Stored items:
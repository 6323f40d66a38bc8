use super::ReworkOptions;
use crate::analysis::DateRange;
use crate::labels::{CanonicalMapping, MappingEntry, SimilarityMetric};
use chrono::NaiveDate;
use serde::Serialize;
use std::collections::{BTreeMap, HashMap};

#[derive(Debug, Clone, PartialEq, Serialize)]
pub struct ParetoEntry {
    pub defect: String,
    pub count: usize,
    pub percent: f64,
    pub cumulative_percent: f64,
}

#[derive(Debug, Clone, PartialEq, Eq, Serialize)]
pub struct DailyDefectCount {
    pub date: NaiveDate,
    pub count: usize,
}

#[derive(Debug, Clone, Serialize)]
pub struct ReworkReport {
    #[serde(skip_serializing_if = "Option::is_none")]
    pub range: Option<DateRange>,
    pub threshold: f64,
    pub metric: SimilarityMetric,
    pub total_records: usize,
    pub blank_defects: usize,
    pub unparsed_dates: usize,
    pub distinct_labels: usize,
    pub canonical_labels: usize,
    #[serde(skip_serializing_if = "Option::is_none")]
    pub top_defect: Option<ParetoEntry>,
    /// Only labels that were folded into another representative.
    pub corrections: Vec<MappingEntry>,
    pub pareto: Vec<ParetoEntry>,
    pub daily: Vec<DailyDefectCount>,
    #[serde(skip_serializing_if = "Vec::is_empty")]
    pub warnings: Vec<String>,
}

/// Filtered rework rows ready for export.
#[derive(Debug, Clone, PartialEq, Eq, Serialize)]
pub struct ReworkSubset {
    pub headers: Vec<String>,
    pub rows: Vec<Vec<String>>,
}

impl ReworkSubset {
    pub fn len(&self) -> usize {
        self.rows.len()
    }

    pub fn is_empty(&self) -> bool {
        self.rows.is_empty()
    }
}

/// `rows` carry canonical labels in file order.
pub(super) fn build(
    options: &ReworkOptions,
    rows: &[(Option<NaiveDate>, &str)],
    mapping: &CanonicalMapping,
    blank_defects: usize,
    unparsed_dates: usize,
) -> ReworkReport {
    let pareto = pareto(rows.iter().map(|(_, defect)| *defect));

    let mut per_day: BTreeMap<NaiveDate, usize> = BTreeMap::new();
    for date in rows.iter().filter_map(|(date, _)| *date) {
        *per_day.entry(date).or_default() += 1;
    }
    let daily = per_day
        .into_iter()
        .map(|(date, count)| DailyDefectCount { date, count })
        .collect();

    let corrections = mapping
        .corrections()
        .map(|(label, canonical)| MappingEntry {
            label: label.to_string(),
            canonical: canonical.to_string(),
        })
        .collect();

    let mut warnings = Vec::new();
    if rows.is_empty() {
        warnings.push("no rework records in the selected date range".to_string());
    }
    if unparsed_dates > 0 {
        warnings.push(format!(
            "{unparsed_dates} rows had an unparseable date and are excluded from dated views"
        ));
    }

    ReworkReport {
        range: options.range,
        threshold: options.threshold.value(),
        metric: options.metric,
        total_records: rows.len(),
        blank_defects,
        unparsed_dates,
        distinct_labels: mapping.len(),
        canonical_labels: mapping.cluster_count(),
        top_defect: pareto.first().cloned(),
        corrections,
        pareto,
        daily,
        warnings,
    }
}

/// Counts ordered by frequency; equal counts keep first-appearance order.
fn pareto<'a, I>(defects: I) -> Vec<ParetoEntry>
where
    I: IntoIterator<Item = &'a str>,
{
    let mut order: Vec<&str> = Vec::new();
    let mut counts: HashMap<&str, usize> = HashMap::new();
    for defect in defects {
        let count = counts.entry(defect).or_insert_with(|| {
            order.push(defect);
            0
        });
        *count += 1;
    }

    let mut ranked: Vec<(&str, usize)> = order
        .into_iter()
        .map(|defect| (defect, counts[defect]))
        .collect();
    ranked.sort_by(|a, b| b.1.cmp(&a.1));

    let total: usize = ranked.iter().map(|(_, count)| count).sum();
    let mut running = 0;
    ranked
        .into_iter()
        .map(|(defect, count)| {
            running += count;
            ParetoEntry {
                defect: defect.to_string(),
                count,
                percent: count as f64 / total as f64 * 100.0,
                cumulative_percent: running as f64 / total as f64 * 100.0,
            }
        })
        .collect()
}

Task brief: For this task, write out exactly the lines of the entries above, starting at the line with "let corrections = mapping" and ending at the line with "let count = counts.entry(defect).or_insert_with(||", both included, and no others.

Output of the exercise:
    let corrections = mapping
        .corrections()
        .map(|(label, canonical)| MappingEntry {
            label: label.to_string(),
            canonical: canonical.to_string(),
        })
        .collect();

    let mut warnings = Vec::new();
    if rows.is_empty() {
        warnings.push("no rework records in the selected date range".to_string());
    }
    if unparsed_dates > 0 {
        warnings.push(format!(
            "{unparsed_dates} rows had an unparseable date and are excluded from dated views"
        ));
    }

    ReworkReport {
        range: options.range,
        threshold: options.threshold.value(),
        metric: options.metric,
        total_records: rows.len(),
        blank_defects,
        unparsed_dates,
        distinct_labels: mapping.len(),
        canonical_labels: mapping.cluster_count(),
        top_defect: pareto.first().cloned(),
        corrections,
        pareto,
        daily,
        warnings,
    }
}

/// Counts ordered by frequency; equal counts keep first-appearance order.
fn pareto<'a, I>(defects: I) -> Vec<ParetoEntry>
where
    I: IntoIterator<Item = &'a str>,
{
    let mut order: Vec<&str> = Vec::new();
    let mut counts: HashMap<&str, usize> = HashMap::new();
    for defect in defects {
        let count = counts.entry(defect).or_insert_with(|| {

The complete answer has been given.